Joel Ruet, a French Economist who studied the Indian power sector in the early 2000s observed that if socialism was “Soviets plus electricity” according to Lenin, independent India was to a great extent “democracy plus state electricity boards”. Ruet’s observation captures the important role state electricity boards (SEBs) played, in mediating the provision of electricity to consumers initially as an instrument of development policy but eventually as a lever to achieve political objectives. SEBs, now unbundled and recast as distribution companies (discoms) continue to be instruments to meet political ends. This has limited the ability of electricity tariff to reflect the true cost of supplying electricity which is amongst the most important reasons for discom woes. The problem is, however, framed as one of SEB or discom inefficiency and this stalls genuine reform of the distribution segment.

State electricity boards

SEBs were set up by state governments in the 1950s and 60s with the mandate to rationalise the production and supply of electricity and for electrical development following the enactment of the Electricity Act 1948. The role of the central electricity authority (CEA), set up by the federal government under the 1948 act was limited to regulating technical inputs in the power sector. Though electricity was a concurrent subject as per the Constitution, establishment of SEBs as vertically integrated monopolies gave state governments greater control of electricity generation, transmission, and distribution. Amendments to the electricity act in 1949 and 1951 allowed state governments to influence appointment of senior staff in SEBs and require SEBs to accept ‘policy directives’ from state governments. In the 1960s and 70s, external political developments allowed state governments to further consolidate their power over SEBs.

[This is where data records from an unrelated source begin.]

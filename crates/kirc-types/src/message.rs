use std::fmt;
use std::str::FromStr;

use chrono::{DateTime, Utc};
use serde::{Deserialize, Deserializer, Serialize, Serializer};
use uuid::Uuid;

use crate::error::{KircError, Result};
use crate::models::HistoryEntry;

/// Every message kind that travels over the broker.
#[derive(Debug, Clone, Copy, PartialEq, Eq, Hash)]
pub enum MessageType {
    // Data messages
    Chat,
    Direct,
    Broadcast,

    // RPC messages
    Ping,
    Pong,
    Presence,
    Typing,
    Ack,
    FetchHistory,
    HistoryData,
    ChannelKeyUpdate,
}

impl MessageType {
    pub const ALL: [MessageType; 11] = [
        Self::Chat,
        Self::Direct,
        Self::Broadcast,
        Self::Ping,
        Self::Pong,
        Self::Presence,
        Self::Typing,
        Self::Ack,
        Self::FetchHistory,
        Self::HistoryData,
        Self::ChannelKeyUpdate,
    ];

    pub fn as_str(&self) -> &'static str {
        match self {
            Self::Chat => "chat",
            Self::Direct => "direct",
            Self::Broadcast => "broadcast",
            Self::Ping => "ping",
            Self::Pong => "pong",
            Self::Presence => "presence",
            Self::Typing => "typing",
            Self::Ack => "ack",
            Self::FetchHistory => "fetch_history",
            Self::HistoryData => "history_data",
            Self::ChannelKeyUpdate => "channel_key_update",
        }
    }
}

impl fmt::Display for MessageType {
    fn fmt(&self, f: &mut fmt::Formatter<'_>) -> fmt::Result {
        f.write_str(self.as_str())
    }
}

impl FromStr for MessageType {
    type Err = KircError;

    fn from_str(s: &str) -> Result<Self> {
        Self::ALL
            .into_iter()
            .find(|kind| kind.as_str() == s)
            .ok_or_else(|| KircError::Malformed(format!("unknown message type: {}", s)))
    }
}

// -- Wire markers --
//
// UUIDs, timestamps and enumerations are wrapped in single-key maps so they
// survive a trip through the schemaless binary encoding with their type.

#[derive(Serialize, Deserialize)]
struct UuidTag {
    #[serde(rename = "__uuid__")]
    value: String,
}

#[derive(Serialize, Deserialize)]
struct DateTimeTag {
    #[serde(rename = "__datetime__")]
    value: String,
}

#[derive(Serialize, Deserialize)]
struct EnumTag {
    #[serde(rename = "__enum__")]
    value: String,
}

impl Serialize for MessageType {
    fn serialize<S: Serializer>(&self, serializer: S) -> std::result::Result<S::Ok, S::Error> {
        EnumTag {
            value: self.as_str().to_string(),
        }
        .serialize(serializer)
    }
}

impl<'de> Deserialize<'de> for MessageType {
    fn deserialize<D: Deserializer<'de>>(deserializer: D) -> std::result::Result<Self, D::Error> {
        let tag = EnumTag::deserialize(deserializer)?;
        tag.value.parse().map_err(serde::de::Error::custom)
    }
}

mod tagged_uuid {
    use super::*;

    pub fn serialize<S: Serializer>(id: &Uuid, serializer: S) -> std::result::Result<S::Ok, S::Error> {
        UuidTag {
            value: id.to_string(),
        }
        .serialize(serializer)
    }

    pub fn deserialize<'de, D: Deserializer<'de>>(deserializer: D) -> std::result::Result<Uuid, D::Error> {
        let tag = UuidTag::deserialize(deserializer)?;
        Uuid::parse_str(&tag.value).map_err(serde::de::Error::custom)
    }
}

mod tagged_uuid_opt {
    use super::*;

    pub fn serialize<S: Serializer>(
        id: &Option<Uuid>,
        serializer: S,
    ) -> std::result::Result<S::Ok, S::Error> {
        id.map(|id| UuidTag {
            value: id.to_string(),
        })
        .serialize(serializer)
    }

    pub fn deserialize<'de, D: Deserializer<'de>>(
        deserializer: D,
    ) -> std::result::Result<Option<Uuid>, D::Error> {
        Option::<UuidTag>::deserialize(deserializer)?
            .map(|tag| Uuid::parse_str(&tag.value).map_err(serde::de::Error::custom))
            .transpose()
    }
}

mod tagged_datetime {
    use super::*;

    pub fn serialize<S: Serializer>(
        ts: &DateTime<Utc>,
        serializer: S,
    ) -> std::result::Result<S::Ok, S::Error> {
        DateTimeTag {
            value: ts.to_rfc3339(),
        }
        .serialize(serializer)
    }

    pub fn deserialize<'de, D: Deserializer<'de>>(
        deserializer: D,
    ) -> std::result::Result<DateTime<Utc>, D::Error> {
        let tag = DateTimeTag::deserialize(deserializer)?;
        DateTime::parse_from_rfc3339(&tag.value)
            .map(|ts| ts.with_timezone(&Utc))
            .map_err(serde::de::Error::custom)
    }
}

/// Message body. Binary fields (ciphertexts, sealed blobs) are base64 text.
#[derive(Debug, Clone, PartialEq, Serialize, Deserialize)]
#[serde(tag = "kind", rename_all = "snake_case")]
pub enum Payload {
    Empty,

    /// Plaintext chat or direct content
    Text { content: String },

    /// Content encrypted under a channel key
    Encrypted {
        ciphertext: String,
        #[serde(default)]
        key_id: Option<String>,
    },

    /// Content sealed to the recipient's public key
    Sealed { ciphertext: String },

    FetchHistory { channel: String, limit: u32 },

    /// A page of channel history. When `is_encrypted` is false the page is in
    /// `entries`; otherwise `sealed_page` holds the compacted, sealed page.
    HistoryData {
        channel: String,
        is_encrypted: bool,
        #[serde(default)]
        entries: Vec<HistoryEntry>,
        #[serde(default)]
        sealed_page: Option<String>,
    },

    ChannelKeyUpdate {
        channel: String,
        key_id: String,
        sealed_key: String,
    },
}

/// The envelope every broker record carries.
#[derive(Debug, Clone, PartialEq, Serialize, Deserialize)]
pub struct Envelope {
    #[serde(with = "tagged_uuid")]
    pub id: Uuid,
    #[serde(rename = "type")]
    pub kind: MessageType,
    pub sender: String,
    #[serde(default)]
    pub recipient: Option<String>,
    #[serde(default)]
    pub channel: Option<String>,
    #[serde(with = "tagged_datetime")]
    pub timestamp: DateTime<Utc>,
    #[serde(default, with = "tagged_uuid_opt")]
    pub correlation_id: Option<Uuid>,
    pub payload: Payload,
}

impl Envelope {
    pub fn new(kind: MessageType, sender: impl Into<String>, payload: Payload) -> Self {
        Self {
            id: Uuid::new_v4(),
            kind,
            sender: sender.into(),
            recipient: None,
            channel: None,
            timestamp: Utc::now(),
            correlation_id: None,
            payload,
        }
    }

    pub fn to(mut self, recipient: impl Into<String>) -> Self {
        self.recipient = Some(recipient.into());
        self
    }

    pub fn in_channel(mut self, channel: impl Into<String>) -> Self {
        self.channel = Some(channel.into());
        self
    }

    pub fn with_correlation(mut self, correlation_id: Uuid) -> Self {
        self.correlation_id = Some(correlation_id);
        self
    }

    /// Build a response addressed back to this message's sender, carrying the
    /// same correlation id.
    pub fn reply(&self, kind: MessageType, sender: impl Into<String>, payload: Payload) -> Self {
        let mut reply = Envelope::new(kind, sender, payload).to(self.sender.clone());
        reply.channel = self.channel.clone();
        reply.correlation_id = self.correlation_id;
        reply
    }

    pub fn to_bytes(&self) -> Result<Vec<u8>> {
        rmp_serde::to_vec_named(self).map_err(|e| KircError::Malformed(e.to_string()))
    }

    pub fn from_bytes(data: &[u8]) -> Result<Self> {
        rmp_serde::from_slice(data).map_err(|e| KircError::Malformed(e.to_string()))
    }
}

#[cfg(test)]
mod tests {
    use super::*;

    #[test]
    fn envelope_survives_binary_encoding() {
        let env = Envelope::new(
            MessageType::Chat,
            "alice",
            Payload::Encrypted {
                ciphertext: "AAAA".into(),
                key_id: Some("k1".into()),
            },
        )
        .in_channel("general")
        .with_correlation(Uuid::new_v4());

        let bytes = env.to_bytes().unwrap();
        let decoded = Envelope::from_bytes(&bytes).unwrap();
        assert_eq!(decoded, env);
    }

    #[test]
    fn typed_values_carry_wire_markers() {
        let env = Envelope::new(MessageType::FetchHistory, "bob", Payload::Empty);
        let bytes = env.to_bytes().unwrap();

        let value: serde_json::Value = rmp_serde::from_slice(&bytes).unwrap();
        assert_eq!(value["id"]["__uuid__"], env.id.to_string());
        assert_eq!(value["type"]["__enum__"], "fetch_history");
        assert!(value["timestamp"]["__datetime__"].is_string());
    }

    #[test]
    fn history_page_in_the_clear() {
        let entries = vec![HistoryEntry {
            id: Uuid::new_v4().to_string(),
            sender: "carol".into(),
            content: "hi".into(),
            timestamp_ms: 1_700_000_000_000,
        }];
        let env = Envelope::new(
            MessageType::HistoryData,
            "leader",
            Payload::HistoryData {
                channel: "general".into(),
                is_encrypted: false,
                entries: entries.clone(),
                sealed_page: None,
            },
        );

        let decoded = Envelope::from_bytes(&env.to_bytes().unwrap()).unwrap();
        match decoded.payload {
            Payload::HistoryData {
                is_encrypted,
                entries: got,
                ..
            } => {
                assert!(!is_encrypted);
                assert_eq!(got, entries);
            }
            other => panic!("unexpected payload: {:?}", other),
        }
    }

    #[test]
    fn reply_keeps_correlation() {
        let request = Envelope::new(MessageType::Ping, "alice", Payload::Empty)
            .with_correlation(Uuid::new_v4());
        let reply = request.reply(MessageType::Pong, "bob", Payload::Empty);

        assert_eq!(reply.correlation_id, request.correlation_id);
        assert_eq!(reply.recipient.as_deref(), Some("alice"));
        assert_ne!(reply.id, request.id);
    }

    #[test]
    fn garbage_is_malformed() {
        let err = Envelope::from_bytes(b"\xc1not msgpack").unwrap_err();
        assert!(matches!(err, KircError::Malformed(_)));
    }

    #[test]
    fn unknown_type_rejected() {
        assert!("telegram".parse::<MessageType>().is_err());
        assert_eq!(
            "channel_key_update".parse::<MessageType>().unwrap(),
            MessageType::ChannelKeyUpdate
        );
    }
}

Electoral loss of the dominant Congress party in certain key states in 1967 allowed regional parties to become major actors in political and economic negotiations. Though facilitating the accumulation of physical capital by land owning castes and groups remained the central model for political intermediation at the federal and state level, compromises in the form of social capital had to be offered to emerging interest groups such as a sizeable middle class in urban areas and farmers empowered by the green revolution in rural areas. Provision of subsidised electricity through SEBs proved to be a simple way of appeasing both groups. The offer clean and convenient lighting replacing smoky oil lamps for households and pumped water for irrigating agricultural land guaranteed political returns from two large groups. The electoral success of this model led many states to replicate subsidising electricity tariff for households and farmers. To sustain revenues for SEBs, industrial electricity tariff was increased substantially which, until then, was lower that household and agricultural tariff under the policy to promote heavy industry. The widespread use of electricity as a tool to control resource allocation initiated the financial deterioration of SEBs. As per the original plan, SEBs were expected to earn a return of 3 percent on their net fixed assets in services after meeting other financial obligations and depreciation. SEBs did manage to work under these conditions initially but they began to falter financially in the late 1960s and they started depending on subsidies and hand-outs from the respective state governments. Financial liabilities of SEBs increased significantly since the 1970s and they were routinely described as the weak link in the power sector.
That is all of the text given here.